[Collected data]

⁂

//! # vr-config
//!
//! Layered configuration for the venue-reserve binary. Later sources win:
//! built-in defaults, then an optional `venue-reserve.toml`, then `VR__`
//! environment variables (`VR__DATABASE__URL`, `VR__HTTP__PORT`, ...).
//! A `.env` file, if present, can be loaded into the environment first with
//! [`load_env_file`].

use std::path::{Path, PathBuf};

use config::{Config, Environment, File};
use secrecy::SecretString;
use serde::Deserialize;

pub const DEFAULT_FILE: &str = "venue-reserve.toml";
pub const ENV_PREFIX: &str = "VR";

#[derive(Debug, thiserror::Error)]
pub enum ConfigError {
    #[error("failed to load configuration: {0}")]
    Load(#[from] config::ConfigError),

    #[error("invalid configuration: {0}")]
    Invalid(String),
}

/// Complete engine configuration.
#[derive(Debug, Deserialize)]
pub struct EngineConfig {
    pub database: DatabaseConfig,
    pub http: HttpConfig,
    pub log: LogConfig,
}

/// Shared durable store.
#[derive(Debug, Deserialize)]
pub struct DatabaseConfig {
    /// SQLite connection URL; may carry credentials for other backends.
    pub url: SecretString,
    /// Maximum number of pooled connections
    pub max_connections: u32,
}

#[derive(Debug, Clone, Deserialize)]
pub struct HttpConfig {
    pub host: String,
    pub port: u16,
}

#[derive(Debug, Clone, Deserialize)]
pub struct LogConfig {
    /// `EnvFilter` directive, e.g. `info,sqlx=warn`
    pub filter: String,
    /// Emit JSON lines instead of human-readable output
    pub json: bool,
}

/// Loads `path`, or the nearest `.env` when `None`, into the process
/// environment. Returns the file that was read.
pub fn load_env_file(path: Option<&Path>) -> Option<PathBuf> {
    match path {
        Some(path) => dotenvy::from_path(path).ok().map(|()| path.to_path_buf()),
        None => dotenvy::dotenv().ok(),
    }
}

impl EngineConfig {
    /// Reads `venue-reserve.toml` and the process environment. Call
    /// [`load_env_file`] first to pick up a `.env` file.
    pub fn load() -> Result<Self, ConfigError> {
        Self::from_sources(
            Path::new(DEFAULT_FILE),
            Environment::with_prefix(ENV_PREFIX)
                .separator("__")
                .try_parsing(true),
        )
    }

    /// Builds from an explicit file path and environment source.
    pub fn from_sources(file: &Path, env: Environment) -> Result<Self, ConfigError> {
        let settings = Config::builder()
            .set_default("database.url", "sqlite:venue_reserve.db")?
            .set_default("database.max_connections", 5)?
            .set_default("http.host", "127.0.0.1")?
            .set_default("http.port", 8080)?
            .set_default("log.filter", "info")?
            .set_default("log.json", false)?
            .add_source(File::from(file).required(false))
            .add_source(env)
            .build()?;

        let config: Self = settings.try_deserialize()?;
        config.check()?;
        Ok(config)
    }

    fn check(&self) -> Result<(), ConfigError> {
        if self.database.max_connections == 0 {
            return Err(ConfigError::Invalid(
                "database.max_connections must be at least 1".to_string(),
            ));
        }
        if self.http.host.trim().is_empty() {
            return Err(ConfigError::Invalid("http.host must not be empty".to_string()));
        }
        Ok(())
    }
}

⁂

__Task to complete__. Each line above needs to be repeated exactly, with nothing omitted.

__Reply__.
//! # vr-config
//!
//! Layered configuration for the venue-reserve binary. Later sources win:
//! built-in defaults, then an optional `venue-reserve.toml`, then `VR__`
//! environment variables (`VR__DATABASE__URL`, `VR__HTTP__PORT`, ...).
//! A `.env` file, if present, can be loaded into the environment first with
//! [`load_env_file`].

use std::path::{Path, PathBuf};

use config::{Config, Environment, File};
use secrecy::SecretString;
use serde::Deserialize;

pub const DEFAULT_FILE: &str = "venue-reserve.toml";
pub const ENV_PREFIX: &str = "VR";

#[derive(Debug, thiserror::Error)]
pub enum ConfigError {
    #[error("failed to load configuration: {0}")]
    Load(#[from] config::ConfigError),

    #[error("invalid configuration: {0}")]
    Invalid(String),
}

/// Complete engine configuration.
#[derive(Debug, Deserialize)]
pub struct EngineConfig {
    pub database: DatabaseConfig,
    pub http: HttpConfig,
    pub log: LogConfig,
}

/// Shared durable store.
#[derive(Debug, Deserialize)]
pub struct DatabaseConfig {
    /// SQLite connection URL; may carry credentials for other backends.
    pub url: SecretString,
    /// Maximum number of pooled connections
    pub max_connections: u32,
}

#[derive(Debug, Clone, Deserialize)]
pub struct HttpConfig {
    pub host: String,
    pub port: u16,
}

#[derive(Debug, Clone, Deserialize)]
pub struct LogConfig {
    /// `EnvFilter` directive, e.g. `info,sqlx=warn`
    pub filter: String,
    /// Emit JSON lines instead of human-readable output
    pub json: bool,
}

/// Loads `path`, or the nearest `.env` when `None`, into the process
/// environment. Returns the file that was read.
pub fn load_env_file(path: Option<&Path>) -> Option<PathBuf> {
    match path {
        Some(path) => dotenvy::from_path(path).ok().map(|()| path.to_path_buf()),
        None => dotenvy::dotenv().ok(),
    }
}

impl EngineConfig {
    /// Reads `venue-reserve.toml` and the process environment. Call
    /// [`load_env_file`] first to pick up a `.env` file.
    pub fn load() -> Result<Self, ConfigError> {
        Self::from_sources(
            Path::new(DEFAULT_FILE),
            Environment::with_prefix(ENV_PREFIX)
                .separator("__")
                .try_parsing(true),
        )
    }

    /// Builds from an explicit file path and environment source.
    pub fn from_sources(file: &Path, env: Environment) -> Result<Self, ConfigError> {
        let settings = Config::builder()
            .set_default("database.url", "sqlite:venue_reserve.db")?
            .set_default("database.max_connections", 5)?
            .set_default("http.host", "127.0.0.1")?
            .set_default("http.port", 8080)?
            .set_default("log.filter", "info")?
            .set_default("log.json", false)?
            .add_source(File::from(file).required(false))
            .add_source(env)
            .build()?;

        let config: Self = settings.try_deserialize()?;
        config.check()?;
        Ok(config)
    }

    fn check(&self) -> Result<(), ConfigError> {
        if self.database.max_connections == 0 {
            return Err(ConfigError::Invalid(
                "database.max_connections must be at least 1".to_string(),
            ));
        }
        if self.http.host.trim().is_empty() {
            return Err(ConfigError::Invalid("http.host must not be empty".to_string()));
        }
        Ok(())
    }
}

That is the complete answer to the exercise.